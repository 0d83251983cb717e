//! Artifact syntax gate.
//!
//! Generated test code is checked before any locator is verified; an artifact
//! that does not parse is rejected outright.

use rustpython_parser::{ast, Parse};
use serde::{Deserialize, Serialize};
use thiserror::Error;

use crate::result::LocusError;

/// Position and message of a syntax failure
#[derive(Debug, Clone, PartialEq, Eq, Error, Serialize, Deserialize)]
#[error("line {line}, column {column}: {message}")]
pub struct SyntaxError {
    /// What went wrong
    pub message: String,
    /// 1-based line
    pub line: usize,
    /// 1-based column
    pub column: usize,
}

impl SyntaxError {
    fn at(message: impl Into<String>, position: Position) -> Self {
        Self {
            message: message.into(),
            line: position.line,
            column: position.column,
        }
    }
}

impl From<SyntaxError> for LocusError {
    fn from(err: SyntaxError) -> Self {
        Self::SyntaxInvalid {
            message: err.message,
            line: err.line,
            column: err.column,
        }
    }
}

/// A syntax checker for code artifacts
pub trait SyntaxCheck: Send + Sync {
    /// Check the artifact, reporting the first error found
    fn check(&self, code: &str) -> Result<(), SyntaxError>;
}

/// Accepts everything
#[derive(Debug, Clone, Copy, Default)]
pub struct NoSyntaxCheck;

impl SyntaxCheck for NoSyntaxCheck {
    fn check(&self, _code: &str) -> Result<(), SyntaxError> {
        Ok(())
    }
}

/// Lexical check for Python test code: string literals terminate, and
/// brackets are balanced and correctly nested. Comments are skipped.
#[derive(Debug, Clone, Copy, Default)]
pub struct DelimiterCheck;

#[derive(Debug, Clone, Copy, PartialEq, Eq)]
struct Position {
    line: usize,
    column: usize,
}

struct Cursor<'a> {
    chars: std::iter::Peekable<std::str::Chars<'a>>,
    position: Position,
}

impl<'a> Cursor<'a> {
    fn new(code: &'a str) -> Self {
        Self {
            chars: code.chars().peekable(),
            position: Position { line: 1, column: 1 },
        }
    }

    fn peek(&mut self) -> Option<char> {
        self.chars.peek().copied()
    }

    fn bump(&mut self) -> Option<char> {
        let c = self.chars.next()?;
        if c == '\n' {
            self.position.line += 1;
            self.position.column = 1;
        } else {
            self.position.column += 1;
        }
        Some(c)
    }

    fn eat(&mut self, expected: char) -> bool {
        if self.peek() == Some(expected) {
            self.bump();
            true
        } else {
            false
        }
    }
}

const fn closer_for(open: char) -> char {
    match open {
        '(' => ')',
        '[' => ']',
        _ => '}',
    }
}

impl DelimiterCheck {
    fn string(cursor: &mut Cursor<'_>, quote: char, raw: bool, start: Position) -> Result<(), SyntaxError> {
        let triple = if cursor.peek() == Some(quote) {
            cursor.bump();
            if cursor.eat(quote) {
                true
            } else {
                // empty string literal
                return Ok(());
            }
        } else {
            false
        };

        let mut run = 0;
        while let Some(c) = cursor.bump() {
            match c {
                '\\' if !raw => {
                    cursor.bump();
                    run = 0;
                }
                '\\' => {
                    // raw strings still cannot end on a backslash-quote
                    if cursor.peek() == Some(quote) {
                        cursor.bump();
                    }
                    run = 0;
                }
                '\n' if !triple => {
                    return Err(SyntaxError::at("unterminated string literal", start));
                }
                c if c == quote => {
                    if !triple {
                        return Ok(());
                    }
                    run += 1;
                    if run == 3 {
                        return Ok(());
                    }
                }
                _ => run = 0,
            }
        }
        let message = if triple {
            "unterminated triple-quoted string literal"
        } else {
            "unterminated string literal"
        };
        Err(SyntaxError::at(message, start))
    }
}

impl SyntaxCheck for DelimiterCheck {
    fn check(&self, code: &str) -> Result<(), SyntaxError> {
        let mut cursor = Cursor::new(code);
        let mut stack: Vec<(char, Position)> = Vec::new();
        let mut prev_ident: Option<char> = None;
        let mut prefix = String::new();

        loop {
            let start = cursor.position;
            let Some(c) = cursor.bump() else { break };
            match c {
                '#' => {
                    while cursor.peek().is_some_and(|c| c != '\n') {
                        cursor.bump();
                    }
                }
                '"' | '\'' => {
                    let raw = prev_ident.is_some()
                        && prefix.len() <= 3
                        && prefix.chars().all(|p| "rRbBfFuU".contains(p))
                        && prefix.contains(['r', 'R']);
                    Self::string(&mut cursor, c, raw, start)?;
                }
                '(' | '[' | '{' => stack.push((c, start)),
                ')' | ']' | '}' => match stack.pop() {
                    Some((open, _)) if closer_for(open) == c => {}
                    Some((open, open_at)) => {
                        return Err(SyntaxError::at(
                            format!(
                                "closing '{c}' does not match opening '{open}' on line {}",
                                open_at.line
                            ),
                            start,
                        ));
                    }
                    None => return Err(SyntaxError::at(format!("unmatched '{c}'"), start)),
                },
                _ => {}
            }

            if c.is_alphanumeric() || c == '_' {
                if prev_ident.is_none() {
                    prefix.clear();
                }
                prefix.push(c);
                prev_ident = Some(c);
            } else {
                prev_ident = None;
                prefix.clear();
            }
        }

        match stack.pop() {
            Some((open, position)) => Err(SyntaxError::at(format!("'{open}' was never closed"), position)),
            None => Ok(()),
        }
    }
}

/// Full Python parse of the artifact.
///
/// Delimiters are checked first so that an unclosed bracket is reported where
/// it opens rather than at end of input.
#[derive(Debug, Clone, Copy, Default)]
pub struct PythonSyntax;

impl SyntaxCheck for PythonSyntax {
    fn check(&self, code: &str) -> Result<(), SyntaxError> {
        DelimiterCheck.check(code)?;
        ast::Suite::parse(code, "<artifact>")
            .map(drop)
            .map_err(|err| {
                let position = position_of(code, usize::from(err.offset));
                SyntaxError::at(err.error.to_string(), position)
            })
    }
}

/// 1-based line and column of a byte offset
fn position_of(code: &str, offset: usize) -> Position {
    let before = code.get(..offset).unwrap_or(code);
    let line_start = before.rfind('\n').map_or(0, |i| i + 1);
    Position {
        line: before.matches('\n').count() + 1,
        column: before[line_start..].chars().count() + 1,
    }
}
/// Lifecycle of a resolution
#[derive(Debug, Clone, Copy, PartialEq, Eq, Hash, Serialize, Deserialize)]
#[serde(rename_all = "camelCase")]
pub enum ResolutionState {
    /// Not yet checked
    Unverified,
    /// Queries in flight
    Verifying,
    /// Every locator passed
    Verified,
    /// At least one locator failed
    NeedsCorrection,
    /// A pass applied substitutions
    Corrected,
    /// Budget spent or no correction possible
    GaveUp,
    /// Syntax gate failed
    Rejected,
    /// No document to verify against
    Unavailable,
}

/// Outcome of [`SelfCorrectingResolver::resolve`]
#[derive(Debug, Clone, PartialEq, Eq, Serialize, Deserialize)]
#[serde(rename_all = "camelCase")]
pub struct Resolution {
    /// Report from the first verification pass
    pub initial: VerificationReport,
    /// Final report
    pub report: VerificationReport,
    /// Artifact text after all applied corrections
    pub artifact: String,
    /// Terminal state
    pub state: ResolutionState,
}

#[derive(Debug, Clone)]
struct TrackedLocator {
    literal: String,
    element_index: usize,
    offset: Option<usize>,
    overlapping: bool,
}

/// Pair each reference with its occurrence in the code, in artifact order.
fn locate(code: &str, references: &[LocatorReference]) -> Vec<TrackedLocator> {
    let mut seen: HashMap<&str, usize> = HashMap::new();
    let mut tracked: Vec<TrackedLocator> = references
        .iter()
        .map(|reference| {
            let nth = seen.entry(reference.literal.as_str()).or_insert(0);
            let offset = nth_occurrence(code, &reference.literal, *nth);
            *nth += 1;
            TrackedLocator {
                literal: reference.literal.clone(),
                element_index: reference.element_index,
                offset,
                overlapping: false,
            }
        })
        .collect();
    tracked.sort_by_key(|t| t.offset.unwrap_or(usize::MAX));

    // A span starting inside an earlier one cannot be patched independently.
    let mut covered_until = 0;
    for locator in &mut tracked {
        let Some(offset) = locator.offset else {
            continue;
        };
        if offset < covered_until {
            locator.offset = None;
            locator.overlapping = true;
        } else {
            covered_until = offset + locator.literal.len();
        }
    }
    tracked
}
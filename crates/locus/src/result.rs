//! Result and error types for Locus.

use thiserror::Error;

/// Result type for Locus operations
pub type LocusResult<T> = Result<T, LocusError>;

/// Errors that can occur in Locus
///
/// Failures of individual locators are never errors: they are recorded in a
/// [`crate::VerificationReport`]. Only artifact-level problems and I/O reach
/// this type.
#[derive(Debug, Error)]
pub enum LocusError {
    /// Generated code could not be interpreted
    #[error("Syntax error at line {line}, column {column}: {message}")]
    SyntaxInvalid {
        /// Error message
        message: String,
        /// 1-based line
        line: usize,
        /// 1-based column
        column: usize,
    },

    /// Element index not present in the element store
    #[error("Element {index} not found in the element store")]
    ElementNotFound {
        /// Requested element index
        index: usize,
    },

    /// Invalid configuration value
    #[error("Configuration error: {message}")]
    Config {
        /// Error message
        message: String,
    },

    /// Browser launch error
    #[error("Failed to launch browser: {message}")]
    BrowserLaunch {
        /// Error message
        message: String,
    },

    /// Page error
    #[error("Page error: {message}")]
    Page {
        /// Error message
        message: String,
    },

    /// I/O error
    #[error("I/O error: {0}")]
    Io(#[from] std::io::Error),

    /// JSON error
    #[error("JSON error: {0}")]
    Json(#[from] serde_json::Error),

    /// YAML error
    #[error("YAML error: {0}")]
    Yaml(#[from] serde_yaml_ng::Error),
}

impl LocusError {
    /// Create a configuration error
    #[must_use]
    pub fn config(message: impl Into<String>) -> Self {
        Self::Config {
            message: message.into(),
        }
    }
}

**What is being asked**: Copy out each line in the preceding records that contains "never".

**Response to this task**:
            Some((open, position)) => Err(SyntaxError::at(format!("'{open}' was never closed"), position)),
/// Failures of individual locators are never errors: they are recorded in a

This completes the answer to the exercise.